Posted in Uncategorized on 17 August, 2009 by Professor Bling

Those of us in Southern Illinois know all too well of I-57 (known rather offensively among the Illinois State Police as the “Afro 500″) and it’s long expanses of flat, mostly straight travel, and of the split speed limit that rests upon it (65 for cars, 55 for tractor-trailers). But a recent trip to North Carolina enlightened me to what an interstate can be. I-40 from Tennessee to Asheville starts off with a bang for out-of-staters, with the sight of the Smoky Mountains rising above the early morning fog as you leave Tennessee for the wonderful coastline that is the (still wholly South) state of North Carolina, but crossing the state line towards Asheville is an experience most should dare to have.

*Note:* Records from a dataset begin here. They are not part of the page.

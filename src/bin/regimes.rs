//! Regimes Binary
//!
//! JSON in, JSON out wrapper around the clustering core.
//!
//! Subcommands: cluster, robustness, sweep, assign
//!
//! Type Q + Enter to stop early; every run returns its best state so far.

use anyhow::Context;
use clap::Parser;
use clap::Subcommand;
use cloud_regimes::*;
use serde::Deserialize;
use std::path::Path;
use std::path::PathBuf;

#[derive(Parser)]
#[command(author, version, about = "Cloud regime clustering", long_about = None)]
struct Args {
    #[command(subcommand)]
    command: Command,
    /// JSON file with `metric`, `params`, `ground` and `robustness` sections
    #[arg(long, global = true)]
    config: Option<PathBuf>,
    /// euclidean | transport
    #[arg(long, global = true)]
    metric: Option<String>,
    #[arg(long, global = true)]
    seed: Option<u64>,
    #[arg(long, global = true)]
    n_init: Option<usize>,
    #[arg(long, global = true)]
    max_iterations: Option<usize>,
    #[arg(long, global = true)]
    tolerance: Option<f32>,
    /// Wall-clock budget, e.g. 30s, 5m, 2h
    #[arg(long, global = true)]
    timeout: Option<String>,
    /// Write the result here instead of stdout
    #[arg(long, short, global = true)]
    output: Option<PathBuf>,
}

#[derive(Subcommand)]
enum Command {
    #[command(about = "Cluster a dataset into k regimes")]
    Cluster {
        #[arg(required = true)]
        input: PathBuf,
        #[arg(short, required = true)]
        k: usize,
    },
    #[command(about = "Repeat clustering under derived seeds and match centroids", alias = "rob")]
    Robustness {
        #[arg(required = true)]
        input: PathBuf,
        #[arg(short, required = true)]
        k: usize,
        #[arg(long)]
        trials: Option<usize>,
        #[arg(long)]
        threshold: Option<f32>,
    },
    #[command(about = "Cluster once per k and report the inertia curve")]
    Sweep {
        #[arg(required = true)]
        input: PathBuf,
        /// Comma separated, e.g. 2,3,4,5
        #[arg(long, required = true, value_delimiter = ',')]
        ks: Vec<usize>,
    },
    #[command(about = "Label a dataset with premade centroids")]
    Assign {
        #[arg(required = true)]
        input: PathBuf,
        /// JSON array of row-major centroid value arrays
        #[arg(long, required = true)]
        centroids: PathBuf,
    },
}

/// Contents of a `--config` file. Every section is optional.
#[derive(Debug, Default, Deserialize)]
#[serde(default)]
struct Config {
    metric: MetricKind,
    params: Params,
    ground: Ground,
    robustness: RobustnessParams,
}

impl Args {
    /// Config file, then flags on top.
    fn config(&self) -> anyhow::Result<Config> {
        let mut config = match self.config {
            Some(ref path) => serde_json::from_str::<Config>(&read(path)?)
                .with_context(|| format!("parsing config {}", path.display()))?,
            None => Config::default(),
        };
        if let Some(ref metric) = self.metric {
            config.metric = metric.parse()?;
        }
        if let Some(seed) = self.seed {
            config.params.seed = seed;
        }
        if let Some(n_init) = self.n_init {
            config.params.n_init = n_init;
        }
        if let Some(max_iterations) = self.max_iterations {
            config.params.max_iterations = max_iterations;
        }
        if let Some(tolerance) = self.tolerance {
            config.params.tolerance = tolerance;
        }
        Ok(config)
    }
    fn cancel(&self) -> anyhow::Result<Cancel> {
        let cancel = match self.timeout {
            Some(ref timeout) => parse_duration(timeout)
                .map(Cancel::after)
                .with_context(|| format!("invalid timeout {:?}, expected e.g. 30s, 5m, 2h", timeout))?,
            None => Cancel::new(),
        };
        brb(&cancel);
        Ok(cancel)
    }
    fn write<T: serde::Serialize>(&self, value: &T) -> anyhow::Result<()> {
        match self.output {
            Some(ref path) => {
                let file = std::fs::File::create(path)
                    .with_context(|| format!("creating {}", path.display()))?;
                serde_json::to_writer_pretty(std::io::BufWriter::new(file), value)?;
                log::info!("{:<32}{:<32}", "wrote result", path.display());
            }
            None => println!("{}", serde_json::to_string_pretty(value)?),
        }
        Ok(())
    }
}

/// Trips `cancel` when the user types Q + Enter.
fn brb(cancel: &Cancel) {
    let cancel = cancel.clone();
    std::thread::spawn(move || {
        loop {
            let ref mut buffer = String::new();
            match std::io::stdin().read_line(buffer) {
                Ok(0) | Err(_) => break,
                Ok(_) if buffer.trim().to_uppercase() == "Q" => {
                    log::warn!("graceful interrupt requested, finishing current iteration...");
                    cancel.cancel();
                    break;
                }
                Ok(_) => continue,
            }
        }
    });
}

fn read(path: &Path) -> anyhow::Result<String> {
    std::fs::read_to_string(path).with_context(|| format!("reading {}", path.display()))
}

fn dataset(path: &Path) -> anyhow::Result<Dataset> {
    let dataset = serde_json::from_str::<Dataset>(&read(path)?)
        .with_context(|| format!("parsing dataset {}", path.display()))?;
    log::info!(
        "{:<32}{:<32}",
        "loaded dataset",
        format!("{} samples of shape {}", dataset.len(), dataset.shape())
    );
    Ok(dataset)
}

fn main() -> anyhow::Result<()> {
    log()?;
    let args = Args::parse();
    let config = args.config()?;
    match args.command {
        Command::Cluster { ref input, k } => {
            let dataset = dataset(input)?;
            let metric = Distance::build(config.metric, dataset.shape(), &config.ground);
            let run = cluster(&dataset, k, &metric, &config.params, &args.cancel()?)?;
            args.write(&run)
        }
        Command::Robustness {
            ref input,
            k,
            trials,
            threshold,
        } => {
            let dataset = dataset(input)?;
            let metric = Distance::build(config.metric, dataset.shape(), &config.ground);
            let robustness = RobustnessParams {
                trial_count: trials.unwrap_or(config.robustness.trial_count),
                correlation_threshold: threshold.unwrap_or(config.robustness.correlation_threshold),
            };
            let summary = assess_robustness(
                &dataset,
                k,
                &metric,
                &config.params,
                &robustness,
                &args.cancel()?,
            )?;
            args.write(&summary)
        }
        Command::Sweep { ref input, ref ks } => {
            let dataset = dataset(input)?;
            let metric = Distance::build(config.metric, dataset.shape(), &config.ground);
            let curve = sweep_k(&dataset, ks, &metric, &config.params, &args.cancel()?)?;
            args.write(&curve)
        }
        Command::Assign {
            ref input,
            ref centroids,
        } => {
            let dataset = dataset(input)?;
            let metric = Distance::build(config.metric, dataset.shape(), &config.ground);
            let centroids = serde_json::from_str::<Vec<Vec<f32>>>(&read(centroids)?)
                .with_context(|| format!("parsing centroids {}", centroids.display()))?
                .into_iter()
                .map(|row| Histogram::new(dataset.shape(), row))
                .collect::<Result<Vec<_>, _>>()?;
            let assignment = assign(&dataset, &centroids, &metric)?;
            args.write(&assignment)
        }
    }
}
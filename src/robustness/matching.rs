use crate::Probability;
use serde::Deserialize;
use serde::Serialize;

/// A centroid of one trial paired with a centroid of another.
#[derive(Debug, Clone, Copy, PartialEq, Serialize, Deserialize)]
pub struct Match {
    pub a: usize,
    pub b: usize,
    pub correlation: Probability,
}

/// Greedy best-first matching on a correlation matrix.
///
/// All eligible pairs are visited in order of decreasing correlation, ties
/// broken by the lowest `(a, b)` index pair, and a pair is taken when
/// neither side is already matched. Rows in `skip_a` and columns in
/// `skip_b` never match.
pub fn greedy(matrix: &[Vec<Probability>], skip_a: &[usize], skip_b: &[usize]) -> Vec<Match> {
    let mut pairs = matrix
        .iter()
        .enumerate()
        .filter(|(a, _)| !skip_a.contains(a))
        .flat_map(|(a, row)| {
            row.iter()
                .enumerate()
                .filter(|(b, _)| !skip_b.contains(b))
                .map(move |(b, c)| Match {
                    a,
                    b,
                    correlation: *c,
                })
        })
        .collect::<Vec<Match>>();
    pairs.sort_by(|x, y| {
        y.correlation
            .total_cmp(&x.correlation)
            .then(x.a.cmp(&y.a))
            .then(x.b.cmp(&y.b))
    });
    let mut used_a = vec![false; matrix.len()];
    let mut used_b = vec![false; matrix.first().map_or(0, |row| row.len())];
    let mut matches = Vec::new();
    for pair in pairs {
        if !used_a[pair.a] && !used_b[pair.b] {
            used_a[pair.a] = true;
            used_b[pair.b] = true;
            matches.push(pair);
        }
    }
    matches
}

Sweeping corners, short jaunts in tunnels that move you through and under the foothills of the Smokies, followed by a pleasing 6% downward grade that allows you to stretch out your right leg and make a little use of your left. There’s just one problem. FUCKING FLORIDA DRIVERS WITH TRAILERS THE SIGN SAYS “NO TRUCKS THREE OR MORE AXLES LEFT LANE” BUT THERE YOU FUCKING SIT TOOLING ALONG AT 55 THE SPEED LIMIT’S 70 YOU FUCKS AND YOU WON’T MOVE OVER YOU SENILE OLD BASTARDS A TRAILBLAZER IS STILL A TRUCK EVEN IF THEY ARE WAGONS FOR WATER-BRAINED PARKINSONS SUFFERERS.

When you’ve got your toes in the water and ass in the sand on the many gorgeous beaches of NC’s Atlantic coastline, you’re constantly reminded that you are still very much in The South, mainly by the plethora of cowboy hats planted firmly on the heads of locals bobbing in the waves. Have you ever seen a surfer wearing a ten-gallon hat? I have.

Everything about North Carolina seems to forcefully remind you (nearly at gunpoint) that you are in the South, none of this Yankee bullshit thank-you-very-much. Locals speak with a drawl, there’s more fucking corn (I did not drive one thousand miles to see MORE FUCKING CORN son of a bitch), and most of the radio stations are country stations. Which give away free PBR. Let me repeat that: THE RADIO STATIONS IN NORTH CAROLINA GIVE AWAY FREE PABST BLUE RIBBON. All we get here’s a shitty t-shirt and maybe a CD if we’re lucky.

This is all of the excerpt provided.